Stored data entries
───

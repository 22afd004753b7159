//! Transition routing
//!
//! Two tiers, in order:
//!
//! 1. Gated: only when the current state is complete and has legal targets.
//!    The classifier chooses among those targets.
//! 2. Global: the classifier may name any state; the jump is taken only if the
//!    transition table allows it.
//!
//! Classifier trouble of any kind means "stay".

mod classifier;
mod oracle;
mod rules;

pub use classifier::{
    Classification, ClassificationRequest, Classifier, ClassifyError, RoutingScope, STAY,
};
pub use oracle::LlmClassifier;
pub use rules::{RoutingRule, RoutingRules, RuleClassifier};

use crate::state_machine::{StateData, StateGraph, WorkflowState};
use std::sync::Arc;
use std::time::Duration;

#[derive(Debug, Clone, Copy, PartialEq, Eq)]
pub enum RoutingDecision<S> {
    Transition(S),
    Stay,
}

pub struct TransitionRouter {
    classifier: Arc<dyn Classifier>,
    call_timeout: Option<Duration>,
}

impl TransitionRouter {
    pub fn new(classifier: Arc<dyn Classifier>) -> Self {
        Self {
            classifier,
            call_timeout: None,
        }
    }

    /// Bound each classifier call
    #[must_use]
    pub fn with_timeout(mut self, timeout: Option<Duration>) -> Self {
        self.call_timeout = timeout;
        self
    }

    pub async fn decide<S: WorkflowState>(
        &self,
        graph: &StateGraph<S>,
        current: S,
        data: &StateData,
        message: &str,
        context: &str,
    ) -> RoutingDecision<S> {
        let legal = graph.legal_targets(current);
        if graph.is_complete(current, data) && !legal.is_empty() {
            if let Some(target) = self
                .ask(RoutingScope::Gated, current, legal, message, context)
                .await
            {
                return RoutingDecision::Transition(target);
            }
        }

        if let Some(target) = self
            .ask(RoutingScope::Global, current, S::ALL, message, context)
            .await
        {
            if target != current && graph.can_transition(current, target) {
                return RoutingDecision::Transition(target);
            }
            tracing::debug!(
                state = current.name(),
                target = target.name(),
                "Global route not allowed from current state"
            );
        }

        RoutingDecision::Stay
    }

    /// One classifier round. `None` for stay, failure or an out-of-set reply.
    async fn ask<S: WorkflowState>(
        &self,
        scope: RoutingScope,
        current: S,
        candidates: &[S],
        message: &str,
        context: &str,
    ) -> Option<S> {
        let request = ClassificationRequest {
            current: current.name(),
            candidates: candidates.iter().map(|s| s.name()).collect(),
            scope,
            message,
            context,
        };

        let result = match self.call_timeout {
            Some(limit) => tokio::time::timeout(limit, self.classifier.classify(&request))
                .await
                .unwrap_or(Err(ClassifyError::Timeout(limit))),
            None => self.classifier.classify(&request).await,
        };

        let classification = match result {
            Ok(c) => c,
            Err(e) => {
                tracing::warn!(
                    classifier = self.classifier.name(),
                    scope = %scope,
                    state = current.name(),
                    error = %e,
                    "Classifier failed, staying"
                );
                return None;
            }
        };

        if classification.is_stay() {
            return None;
        }

        let target = S::from_name(classification.target.trim())
            .filter(|target| candidates.contains(target));
        if target.is_none() {
            tracing::warn!(
                classifier = self.classifier.name(),
                scope = %scope,
                state = current.name(),
                target = %classification.target,
                "Classifier chose a state outside the offered set"
            );
        }
        target
    }
}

───

**PROBLEM REQUIREMENTS**
Every record should be printed again exactly as it reads.

**EXERCISE OUTPUT**
repository 22afd004753b7159
//! Transition routing
//!
//! Two tiers, in order:
//!
//! 1. Gated: only when the current state is complete and has legal targets.
//!    The classifier chooses among those targets.
//! 2. Global: the classifier may name any state; the jump is taken only if the
//!    transition table allows it.
//!
//! Classifier trouble of any kind means "stay".

mod classifier;
mod oracle;
mod rules;

pub use classifier::{
    Classification, ClassificationRequest, Classifier, ClassifyError, RoutingScope, STAY,
};
pub use oracle::LlmClassifier;
pub use rules::{RoutingRule, RoutingRules, RuleClassifier};

use crate::state_machine::{StateData, StateGraph, WorkflowState};
use std::sync::Arc;
use std::time::Duration;

#[derive(Debug, Clone, Copy, PartialEq, Eq)]
pub enum RoutingDecision<S> {
    Transition(S),
    Stay,
}

pub struct TransitionRouter {
    classifier: Arc<dyn Classifier>,
    call_timeout: Option<Duration>,
}

impl TransitionRouter {
    pub fn new(classifier: Arc<dyn Classifier>) -> Self {
        Self {
            classifier,
            call_timeout: None,
        }
    }

    /// Bound each classifier call
    #[must_use]
    pub fn with_timeout(mut self, timeout: Option<Duration>) -> Self {
        self.call_timeout = timeout;
        self
    }

    pub async fn decide<S: WorkflowState>(
        &self,
        graph: &StateGraph<S>,
        current: S,
        data: &StateData,
        message: &str,
        context: &str,
    ) -> RoutingDecision<S> {
        let legal = graph.legal_targets(current);
        if graph.is_complete(current, data) && !legal.is_empty() {
            if let Some(target) = self
                .ask(RoutingScope::Gated, current, legal, message, context)
                .await
            {
                return RoutingDecision::Transition(target);
            }
        }

        if let Some(target) = self
            .ask(RoutingScope::Global, current, S::ALL, message, context)
            .await
        {
            if target != current && graph.can_transition(current, target) {
                return RoutingDecision::Transition(target);
            }
            tracing::debug!(
                state = current.name(),
                target = target.name(),
                "Global route not allowed from current state"
            );
        }

        RoutingDecision::Stay
    }

    /// One classifier round. `None` for stay, failure or an out-of-set reply.
    async fn ask<S: WorkflowState>(
        &self,
        scope: RoutingScope,
        current: S,
        candidates: &[S],
        message: &str,
        context: &str,
    ) -> Option<S> {
        let request = ClassificationRequest {
            current: current.name(),
            candidates: candidates.iter().map(|s| s.name()).collect(),
            scope,
            message,
            context,
        };

        let result = match self.call_timeout {
            Some(limit) => tokio::time::timeout(limit, self.classifier.classify(&request))
                .await
                .unwrap_or(Err(ClassifyError::Timeout(limit))),
            None => self.classifier.classify(&request).await,
        };

        let classification = match result {
            Ok(c) => c,
            Err(e) => {
                tracing::warn!(
                    classifier = self.classifier.name(),
                    scope = %scope,
                    state = current.name(),
                    error = %e,
                    "Classifier failed, staying"
                );
                return None;
            }
        };

        if classification.is_stay() {
            return None;
        }

        let target = S::from_name(classification.target.trim())
            .filter(|target| candidates.contains(target));
        if target.is_none() {
            tracing::warn!(
                classifier = self.classifier.name(),
                scope = %scope,
                state = current.name(),
                target = %classification.target,
                "Classifier chose a state outside the offered set"
            );
        }
        target
    }
}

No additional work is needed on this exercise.